Devastating impact of arthritis across all aspects of society is highlighted in new campaign
The current and future impact of osteoarthritis and rheumatoid arthritis on the economy, the NHS, families and individuals is revealed in a campaign from Arthritis Research UK. As part of the launch, The Nation’s Joint Problem Report has been released, which reveals the impact of osteoarthritis and rheumatoid arthritis in terms of:
Impact on the economy
Working days lost will increase from 25.1 million today to 25.9 million by 2030, equating to an annual £3.43 billion productivity hit to the economy.

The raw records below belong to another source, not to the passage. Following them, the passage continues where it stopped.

//! Application state root.
//!
//! [`FocusApp`] owns the dataset, the timer engine, the active target and
//! the session tracker, and routes every operation through them. Each
//! mutating operation ends with a save checkpoint. A failed save is
//! returned as [`CoreError::Storage`] *after* the in-memory change has been
//! applied; the app keeps working on its in-memory dataset.

use chrono::{FixedOffset, Offset, Utc};

use crate::error::{CoreError, Result};
use crate::events::Event;
use crate::export::ExportSnapshot;
use crate::model::{ActiveTarget, AppSession, Dataset, NewSubtask, Project, Settings, SettingsPatch};
use crate::notify::Notifier;
use crate::progress::ProjectProgress;
use crate::reconcile::{self, ImportMode, ImportReport};
use crate::session::{Clock, SessionTracker, SystemClock};
use crate::storage::DataStore;
use crate::timer::{AutoStartPolicy, Cadence, PhaseContext, TimerEngine, TimerMode};

/// Options for assembling a [`FocusApp`].
#[derive(Debug, Clone, Copy)]
pub struct AppOptions {
    pub policy: AutoStartPolicy,
    pub reporting_zone: FixedOffset,
}

impl Default for AppOptions {
    fn default() -> Self {
        Self {
            policy: AutoStartPolicy::default(),
            // Europe/Istanbul
            reporting_zone: FixedOffset::east_opt(3 * 3600).unwrap_or_else(|| Utc.fix()),
        }
    }
}

pub struct FocusApp<S, N, C = SystemClock> {
    dataset: Dataset,
    engine: TimerEngine,
    target: Option<ActiveTarget>,
    tracker: SessionTracker<C>,
    store: S,
    notifier: N,
}

impl<S: DataStore, N: Notifier> FocusApp<S, N, SystemClock> {
    /// Load the dataset from `store` (or start empty) and begin an app session.
    pub fn open(store: S, notifier: N, options: AppOptions) -> Result<Self> {
        Self::open_with_clock(store, notifier, options, SystemClock)
    }
}

impl<S: DataStore, N: Notifier, C: Clock> FocusApp<S, N, C> {
    pub fn open_with_clock(store: S, notifier: N, options: AppOptions, clock: C) -> Result<Self> {
        let dataset = store.load()?.unwrap_or_default();
        let engine = TimerEngine::new(&dataset.settings).with_policy(options.policy);
        Ok(Self {
            dataset,
            engine,
            target: None,
            tracker: SessionTracker::with_clock(clock, options.reporting_zone),
            store,
            notifier,
        })
    }

    // ── Queries ──────────────────────────────────────────────────────

    pub fn dataset(&self) -> &Dataset {
        &self.dataset
    }

    pub fn settings(&self) -> &Settings {
        &self.dataset.settings
    }

    pub fn engine(&self) -> &TimerEngine {
        &self.engine
    }

    pub fn target(&self) -> Option<&ActiveTarget> {
        self.target.as_ref()
    }

    pub fn tracker(&self) -> &SessionTracker<C> {
        &self.tracker
    }

    pub fn store(&self) -> &S {
        &self.store
    }

    pub fn project(&self, id: &str) -> Result<&Project> {
        self.dataset
            .project(id)
            .ok_or_else(|| CoreError::project_not_found(id))
    }

    pub fn project_progress(&self, id: &str) -> Result<ProjectProgress> {
        Ok(ProjectProgress::of(self.project(id)?, &self.dataset.settings))
    }

    pub fn snapshot(&self) -> Event {
        self.engine.snapshot(&self.dataset.settings)
    }

    /// Read-only export including the uncommitted app session.
    pub fn export(&self) -> ExportSnapshot {
        let (date, secs) = self.tracker.in_progress();
        ExportSnapshot::build(&self.dataset, Some((&date, secs)))
    }

    // ── Projects ─────────────────────────────────────────────────────

    pub fn create_project(&mut self, name: &str, subtasks: Vec<NewSubtask>) -> Result<Project> {
        let project = Project::new(name, subtasks, Utc::now())?;
        tracing::info!(id = %project.id, subtasks = project.subtasks.len(), "project created");
        self.dataset.projects.push(project.clone());
        self.checkpoint()?;
        Ok(project)
    }

    /// Change a subtask's session target by `delta`.
    ///
    /// Rejected adjustments leave everything untouched and are not saved.
    pub fn adjust_session_target(
        &mut self,
        project_id: &str,
        subtask_id: &str,
        delta: i64,
    ) -> Result<()> {
        let subtask = self
            .dataset
            .project_mut(project_id)
            .ok_or_else(|| CoreError::project_not_found(project_id))?
            .subtask_mut(subtask_id)
            .ok_or_else(|| CoreError::subtask_not_found(subtask_id))?;
        subtask.adjust_session_target(delta)?;
        tracing::debug!(subtask = %subtask_id, total = subtask.total_sessions, "session target adjusted");
        self.checkpoint()
    }

    /// Make `project_id` current with no subtask selected.
    pub fn select_project(&mut self, project_id: &str) -> Result<()> {
        self.project(project_id)?;
        self.target = Some(ActiveTarget {
            project_id: project_id.to_string(),
            subtask_id: None,
        });
        Ok(())
    }

    /// Make `subtask_id` the target credited by work completions.
    pub fn select_subtask(&mut self, project_id: &str, subtask_id: &str) -> Result<()> {
        self.project(project_id)?
            .subtask(subtask_id)
            .ok_or_else(|| CoreError::subtask_not_found(subtask_id))?;
        self.target = Some(ActiveTarget {
            project_id: project_id.to_string(),
            subtask_id: Some(subtask_id.to_string()),
        });
        Ok(())
    }

    /// Restore a previously persisted selection; ids that no longer resolve
    /// are dropped.
    pub fn restore_target(&mut self, target: ActiveTarget) {
        let resolves = match self.dataset.project(&target.project_id) {
            Some(project) => target
                .subtask_id
                .as_deref()
                .map_or(true, |id| project.subtask(id).is_some()),
            None => false,
        };
        self.target = resolves.then_some(target);
    }

    pub fn clear_selection(&mut self) {
        self.target = None;
    }

    // ── Settings ─────────────────────────────────────────────────────

    /// Patch the durations. The running phase keeps its remaining time;
    /// new values apply from the next transition.
    pub fn update_settings(&mut self, patch: &SettingsPatch) -> Result<Settings> {
        let next = self.dataset.settings.patched(patch)?;
        self.dataset.settings = next;
        self.checkpoint()?;
        Ok(next)
    }

    // ── Timer ────────────────────────────────────────────────────────

    /// Replace the engine with a previously persisted one.
    pub fn restore_engine(&mut self, engine: TimerEngine) {
        let policy = self.engine.policy();
        self.engine = engine.with_policy(policy);
    }

    pub fn set_policy(&mut self, policy: AutoStartPolicy) {
        self.engine.set_policy(policy);
    }

    pub fn start(&mut self) -> Option<Event> {
        self.engine.start()
    }

    pub fn pause(&mut self) -> Option<Event> {
        self.engine.pause()
    }

    pub fn set_mode(&mut self, mode: TimerMode) -> Event {
        self.engine.set_mode(mode, &self.dataset.settings)
    }

    pub fn reset(&mut self) -> Event {
        self.engine.reset(&self.dataset.settings)
    }

    /// One second of cadence. Saves when the tick completed a phase.
    pub fn tick(&mut self) -> Result<Vec<Event>> {
        let events = self.advance();
        if !events.is_empty() {
            self.checkpoint()?;
        }
        Ok(events)
    }

    fn advance(&mut self) -> Vec<Event> {
        let mut ctx = PhaseContext {
            dataset: &mut self.dataset,
            target: self.target.as_ref(),
            notifier: &self.notifier,
        };
        self.engine.tick(&mut ctx)
    }

    /// Complete the current phase immediately.
    pub fn complete(&mut self) -> Result<Vec<Event>> {
        let events = {
            let mut ctx = PhaseContext {
                dataset: &mut self.dataset,
                target: self.target.as_ref(),
                notifier: &self.notifier,
            };
            self.engine.complete(&mut ctx)
        };
        self.checkpoint()?;
        Ok(events)
    }

    /// Tick on every cadence beat while the engine runs.
    ///
    /// Returns once the engine is at rest or the cadence gives up.
    /// `on_events` sees the app after each tick together with that tick's
    /// events (empty for an ordinary second). Save failures are logged
    /// and do not stop the timer.
    pub async fn drive<K, F>(&mut self, cadence: &mut K, mut on_events: F) -> Vec<Event>
    where
        K: Cadence,
        F: FnMut(&Self, &[Event]),
    {
        let mut all = Vec::new();
        while self.engine.is_running() {
            if !cadence.wait().await {
                break;
            }
            let events = self.advance();
            if !events.is_empty() {
                // Already logged by checkpoint; the timer keeps going.
                let _ = self.checkpoint();
            }
            on_events(self, &events);
            all.extend(events);
        }
        all
    }

    // ── Import / app session ─────────────────────────────────────────

    /// Reconcile `payload` into the dataset and swap the result in.
    ///
    /// Clears the selection. A rejected payload changes nothing.
    pub fn import(&mut self, payload: &str, mode: ImportMode) -> Result<(ImportReport, Event)> {
        let report = reconcile::reconcile(&self.dataset, payload, mode)?;
        self.dataset = report.dataset.clone();
        self.target = None;
        let event = Event::DataImported {
            mode,
            projects_added: report.projects_added,
            projects_skipped: report.projects_skipped,
            sessions_added: report.sessions_added,
            sessions_skipped: report.sessions_skipped,
            at: Utc::now(),
        };
        self.checkpoint()?;
        Ok((report, event))
    }

    /// Fold the time since the last commit into today's app session entry
    /// and restart the measurement.
    pub fn commit_app_session(&mut self) -> Result<(AppSession, Event)> {
        let (entry, added) = self.tracker.checkpoint(&mut self.dataset.app_sessions);
        let event = Event::AppSessionCommitted {
            date: entry.date.clone(),
            added_secs: added,
            total_secs: entry.duration,
            at: Utc::now(),
        };
        self.checkpoint()?;
        Ok((entry, event))
    }

    /// Save the dataset now.
    pub fn checkpoint(&self) -> Result<()> {
        self.store.save(&self.dataset).map_err(|e| {
            tracing::warn!(error = %e, "failed to save dataset");
            CoreError::from(e)
        })
    }
}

Impact on the health service
The estimated cost to the NHS and the wider healthcare system, of osteoarthritis and rheumatoid arthritis is currently £10.2 billion. Over the next decade, about £118.6 billion will be spent on the conditions.
Impact on individuals
One-in-six people currently have osteoarthritis and/or rheumatoid arthritis, and this is predicted to rise to one-in-five by 2050.
Impact on families
Over 75% of people with all types of arthritis say that their family and social lives are compromised by the condition, 53% feel they are a nuisance to their families and 28% report a negative effect on physical intimacy with their partners.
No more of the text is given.